The photo above may not look like anything special but it's the place where i grew up. Many of my memories were made in that little town in Western New York. Our house was on a dead end road that transitioned into a field path. To the right is the driveway that led to our former home and little has changed since i was last there in the late 90s. Even the posted sign seems on one of the poles seems to be the same one. The little 'garden bed' is new, having replaced the bushes that used to be there. But the maple tree and the blue spruce tree are the same ones that were there back in the 90s. At one time there was a tall paper birch tree near the spruce tree, to the left of the garden bed, but it died from an insect infestation around the year 1996. The road itself still looks as beat up as it always has. They paved it in the early 90s, when it was nearly worn to gravel by then, and i'm sure they've paved it within the past few years though.

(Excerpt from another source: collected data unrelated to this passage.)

//! Collision detection and bounce-angle mapping
//!
//! Detection is pure and combinational: axis-aligned rectangle overlap with
//! half-open intervals on both axes, evaluated against the committed
//! positions of the current frame window. Results are captured in a
//! write-once latch and consumed exactly once at the next frame boundary.
//!
//! A paddle hit takes precedence over a scoring edge: a ball reaching the
//! boundary exactly where a paddle sits must bounce, not score.

use glam::UVec2;
use serde::{Deserialize, Serialize};

use super::state::{AxisDir, AxisVel, Ball, Paddle, Side};
use crate::consts::BOUNCE_ZONES;
use crate::settings::Config;

/// Collision results for one frame window
#[derive(Debug, Clone, Copy, PartialEq, Eq, Default, Serialize, Deserialize)]
pub struct CollisionFrame {
    /// Ball overlaps the left paddle
    pub p1: bool,
    /// Ball overlaps the right paddle
    pub p2: bool,
    /// Ball is within one horizontal step of the left boundary
    pub left_edge: bool,
    /// Ball is within one horizontal step of the right boundary
    pub right_edge: bool,
}

impl CollisionFrame {
    pub fn any_paddle(&self) -> bool {
        self.p1 || self.p2
    }

    pub fn any_edge(&self) -> bool {
        self.left_edge || self.right_edge
    }
}

/// Write-once-per-window, read-once-at-boundary flag storage
///
/// The pending frame is double-buffered behind [`CollisionLatch::take`]:
/// sampling only ORs bits in, so repeated samples within one window cannot
/// un-assert a hit, and consuming clears the window atomically.
#[derive(Debug, Clone, Copy, PartialEq, Eq, Default, Serialize, Deserialize)]
pub struct CollisionLatch {
    pending: CollisionFrame,
}

impl CollisionLatch {
    /// OR a sampled frame into the pending window
    pub fn sample(&mut self, frame: CollisionFrame) {
        self.pending.p1 |= frame.p1;
        self.pending.p2 |= frame.p2;
        self.pending.left_edge |= frame.left_edge;
        self.pending.right_edge |= frame.right_edge;
    }

    /// Consume the pending window, clearing it for the next one
    pub fn take(&mut self) -> CollisionFrame {
        std::mem::take(&mut self.pending)
    }

    /// Inspect without consuming
    pub fn peek(&self) -> CollisionFrame {
        self.pending
    }
}

/// Axis-aligned rectangle overlap, half-open on both axes
pub fn rects_overlap(a_pos: UVec2, a_size: UVec2, b_pos: UVec2, b_size: UVec2) -> bool {
    a_pos.x < b_pos.x + b_size.x
        && b_pos.x < a_pos.x + a_size.x
        && a_pos.y < b_pos.y + b_size.y
        && b_pos.y < a_pos.y + a_size.y
}

/// Evaluate one combinational step against committed positions
pub fn evaluate(config: &Config, ball: &Ball, paddles: &[Paddle; 2]) -> CollisionFrame {
    let (ball_pos, ball_size) = ball.rect(config);
    let (p1_pos, p1_size) = paddles[Side::Left.index()].rect(Side::Left, config);
    let (p2_pos, p2_size) = paddles[Side::Right.index()].rect(Side::Right, config);

    let mut frame = CollisionFrame {
        p1: rects_overlap(ball_pos, ball_size, p1_pos, p1_size),
        p2: rects_overlap(ball_pos, ball_size, p2_pos, p2_size),
        ..CollisionFrame::default()
    };

    // Paddle precedence: edges only assert when no paddle hit this step
    if !frame.any_paddle() {
        let step = ball.vel_x.speed;
        frame.left_edge = ball.pos.x < step;
        frame.right_edge = ball.pos.x + config.ball_size + step > config.h_res;
    }

    frame
}

/// Map the ball's vertical center at collision time to one of 8 equal
/// zones over the paddle's height. Zone boundaries are strict `<`: a
/// center sitting exactly on a boundary belongs to the next zone down.
pub fn bounce_zone(ball_center_y: u32, paddle_y: u32, paddle_height: u32) -> usize {
    let zone_size = paddle_height / BOUNCE_ZONES as u32;
    let offset = ball_center_y.saturating_sub(paddle_y);
    for zone in 0..BOUNCE_ZONES - 1 {
        if offset < (zone as u32 + 1) * zone_size {
            return zone;
        }
    }
    BOUNCE_ZONES - 1
}

/// Vertical rebound for a bounce zone: the top half of the paddle returns
/// the ball upward, the bottom half downward, and speed grows from the
/// center zones (flat return) to the extremes (steepest)
pub fn zone_rebound(zone: usize, zone_speeds: &[u32; BOUNCE_ZONES]) -> AxisVel {
    let dir = if zone < BOUNCE_ZONES / 2 {
        AxisDir::Negative
    } else {
        AxisDir::Positive
    };
    AxisVel::new(dir, zone_speeds[zone])
}
//! Raster Pong - a two-paddle ball game core driven by an external refresh tick
//!
//! Core modules:
//! - `sim`: Deterministic simulation (game phases, ball physics, collisions,
//!   paddle control, render membership flags)
//! - `settings`: Game mode presets and tuning parameters
//!
//! The crate implements only the game core. The periodic frame tick, button
//! debouncing, and the video compositor are external collaborators: the
//! embedder calls [`sim::tick`] once per display refresh with debounced
//! inputs, and samples [`sim::render`] flags to paint the frame.

pub mod settings;
pub mod sim;

pub use settings::{Config, GameMode, PaddleControl};
pub use sim::{GamePhase, GameState, TickInput, tick};

/// Game configuration constants
pub mod consts {
    /// Coordinate space width (pixels)
    pub const H_RES: u32 = 1920;
    /// Coordinate space height (pixels)
    pub const V_RES: u32 = 1080;

    /// Ball is a square of this size
    pub const BALL_SIZE: u32 = 16;

    /// Paddle dimensions
    pub const PADDLE_WIDTH: u32 = 20;
    pub const PADDLE_HEIGHT: u32 = 100;
    /// Horizontal distance from each screen edge to its paddle
    pub const PADDLE_OFFSET: u32 = 40;
    /// Paddle vertical step per frame
    pub const PADDLE_SPEED: u32 = 10;

    /// Ball speeds at serve
    pub const SERVE_X_SPEED: u32 = 10;
    pub const SERVE_Y_SPEED: u32 = 6;

    /// Horizontal speed after a paddle bounce, per rebound direction
    pub const BOUNCE_X_SPEED_RIGHT: u32 = 15;
    pub const BOUNCE_X_SPEED_LEFT: u32 = 16;

    /// Number of bounce zones a paddle is divided into
    pub const BOUNCE_ZONES: usize = 8;
    /// Vertical rebound speed per bounce zone, topmost zone first
    pub const ZONE_SPEEDS: [u32; BOUNCE_ZONES] = [15, 12, 6, 0, 0, 6, 12, 15];
}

Across the road is the field where my siblings and cousins used to play in as children. We'd wait for the corn to get high enough and play a game that we called "ghost". We'd attach a piece of window plastic to a tall stick (the ghost) and run through the rows of corn chasing someone until we caught them. Then they'd become the "ghost". Everyone would have ten seconds to get away and hide and/or keep moving before the "ghost" started chasing while holding the stick of plastic and making ghost sounds. Sometimes, if we had enough sticks and plastic, we'd continue until everyone was a caught and became a ghost. I remember we'd usually play a little before sunset too. It was a game of tag, more or less.

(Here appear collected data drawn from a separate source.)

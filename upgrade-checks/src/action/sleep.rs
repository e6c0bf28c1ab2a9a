use std::time::Duration;

use async_trait::async_trait;
use tracing::info;

use super::Action;
use crate::error::ActionError;
use crate::executor::Executor;

/// Fixed-duration pause between steps, used to let background activity in the
/// cluster settle before the next check runs.
pub struct Sleep {
    duration: Duration,
}

impl Sleep {
    pub fn new(duration: Duration) -> Self {
        Self { duration }
    }
}

#[async_trait]
impl Action for Sleep {
    fn name(&self) -> &'static str {
        "sleep"
    }

    async fn execute(&mut self, _e: &mut Executor) -> Result<(), ActionError> {
        info!(duration_ms = self.duration.as_millis() as u64, "sleeping");
        tokio::time::sleep(self.duration).await;
        Ok(())
    }

    async fn join(&mut self, _e: &mut Executor) -> Result<(), ActionError> {
        Ok(())
    }
}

Beyond the field, on the edge of the woods, my brother and i made a small, partial tree house in an old tree that leaned at an extreme angle. It was a large, healthy tree with a massive trunk that just grew strange. Given its size, the tree was at least 100 years old. Near that tree were remnants of what was probably a small building of some sort. The old, crumbling bricks and stones were hidden in the grass and in the dirt, along with remnants of a foundation. On old maps there is no evidence of anything ever being there. So we never knew what it actually was in the past. Further in the woods was old fence wire likely left over from when there were no trees there. Near that were two names carved in a tree that were at least ten feet up. The carving was kind of elaborate and definitely looked like it took a while to carve. I cannot remember the names but they'd certainly still be there.

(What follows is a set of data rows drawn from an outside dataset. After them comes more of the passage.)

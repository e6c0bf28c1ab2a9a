#![allow(dead_code)]

use std::sync::atomic::{AtomicUsize, Ordering};
use std::sync::{Arc, Mutex};

use anyhow::anyhow;
use async_trait::async_trait;
use upgrade_checks::error::ReplaceError;
use upgrade_checks::executor::ClusterApplication;
use upgrade_checks::resource::{
    ClusterObject, ManagedResource, ResourceSet, StatefulWorkload,
};

#[derive(Default)]
struct WorkloadState {
    tag: Option<String>,
    replace_calls: usize,
    fail_replace: bool,
}

/// Observation handle for a fake workload after it has been boxed into the
/// resource set.
#[derive(Clone, Default)]
pub struct WorkloadProbe(Arc<Mutex<WorkloadState>>);

impl WorkloadProbe {
    pub fn tag(&self) -> Option<String> {
        self.0.lock().unwrap().tag.clone()
    }

    pub fn replace_calls(&self) -> usize {
        self.0.lock().unwrap().replace_calls
    }
}

pub struct FakeStatefulWorkload {
    name: String,
    tag: Option<String>,
    state: Arc<Mutex<WorkloadState>>,
}

impl FakeStatefulWorkload {
    pub fn new(name: &str) -> (Self, WorkloadProbe) {
        Self::build(name, false)
    }

    /// A workload whose replace operation is rejected by the cluster.
    pub fn failing(name: &str) -> (Self, WorkloadProbe) {
        Self::build(name, true)
    }

    fn build(name: &str, fail_replace: bool) -> (Self, WorkloadProbe) {
        let probe = WorkloadProbe(Arc::new(Mutex::new(WorkloadState {
            fail_replace,
            ..WorkloadState::default()
        })));
        let workload = Self {
            name: name.to_string(),
            tag: None,
            state: probe.0.clone(),
        };
        (workload, probe)
    }

    pub fn into_resource(self) -> ManagedResource {
        ManagedResource::StatefulWorkload(Box::new(self))
    }
}

impl ClusterObject for FakeStatefulWorkload {
    fn name(&self) -> &str {
        &self.name
    }
}

#[async_trait]
impl StatefulWorkload for FakeStatefulWorkload {
    fn tag(&self) -> Option<&str> {
        self.tag.as_deref()
    }

    fn set_tag(&mut self, tag: Option<String>) {
        self.tag = tag.clone();
        self.state.lock().unwrap().tag = tag;
    }

    async fn replace(&mut self) -> Result<(), ReplaceError> {
        let mut state = self.state.lock().unwrap();
        if state.fail_replace {
            return Err(anyhow!("definition rejected by cluster").into());
        }
        state.replace_calls += 1;
        Ok(())
    }
}

struct FakeObject(String);

impl ClusterObject for FakeObject {
    fn name(&self) -> &str {
        &self.0
    }
}

pub fn service(name: &str) -> ManagedResource {
    ManagedResource::Service(Box::new(FakeObject(name.to_string())))
}

pub fn config_map(name: &str) -> ManagedResource {
    ManagedResource::ConfigMap(Box::new(FakeObject(name.to_string())))
}

/// Counts how often actions reached for the resource set.
#[derive(Clone, Default)]
pub struct AppProbe(Arc<AtomicUsize>);

impl AppProbe {
    pub fn resource_accesses(&self) -> usize {
        self.0.load(Ordering::SeqCst)
    }
}

pub struct FakeApplication {
    resources: ResourceSet,
    accesses: Arc<AtomicUsize>,
}

impl FakeApplication {
    pub fn with(resources: Vec<ManagedResource>) -> (Box<Self>, AppProbe) {
        let probe = AppProbe::default();
        let app = Box::new(Self {
            resources: ResourceSet::from(resources),
            accesses: probe.0.clone(),
        });
        (app, probe)
    }
}

impl ClusterApplication for FakeApplication {
    fn resources(&mut self) -> &mut ResourceSet {
        self.accesses.fetch_add(1, Ordering::SeqCst);
        &mut self.resources
    }
}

One of the biggest memories i have though, from when i was around eight, involves the field path. We had neighbors around our age that'd we play with all the time. One summer the neighbor girl, who was my age, and i were running down the path. We ran all the way to the end and she'd realized that she dropped her necklace somewhere along the path. It was one of those colorful plastic bead snap-together necklaces. We searched the path and couldn't find her necklace anywhere. We gave up after a while and headed back to my house. This would've been around 1988. Years later, in 1997, and years after her family moved away, i was walking that path and randomly spotted the plastic necklace in the tall dry grass. It was along the path and about halfway up it. The necklace was worn and its colors had been faded by the sun over the decade. This was long after i'd forgotten about that day but picking it up triggered my childhood memories of that summer day. Almost like the memories themselves were locked up in that faded, worn, and dusty toy necklace.
Though we only lived there for around twelve years, my memories of that place are endless. I have so many memories of the people there, in the town. And they of I. I remember so much that i could probably write a short book on the years spent living there. Despite being a small town, it was definitely a lively and interesting town that i was glad to have lived in.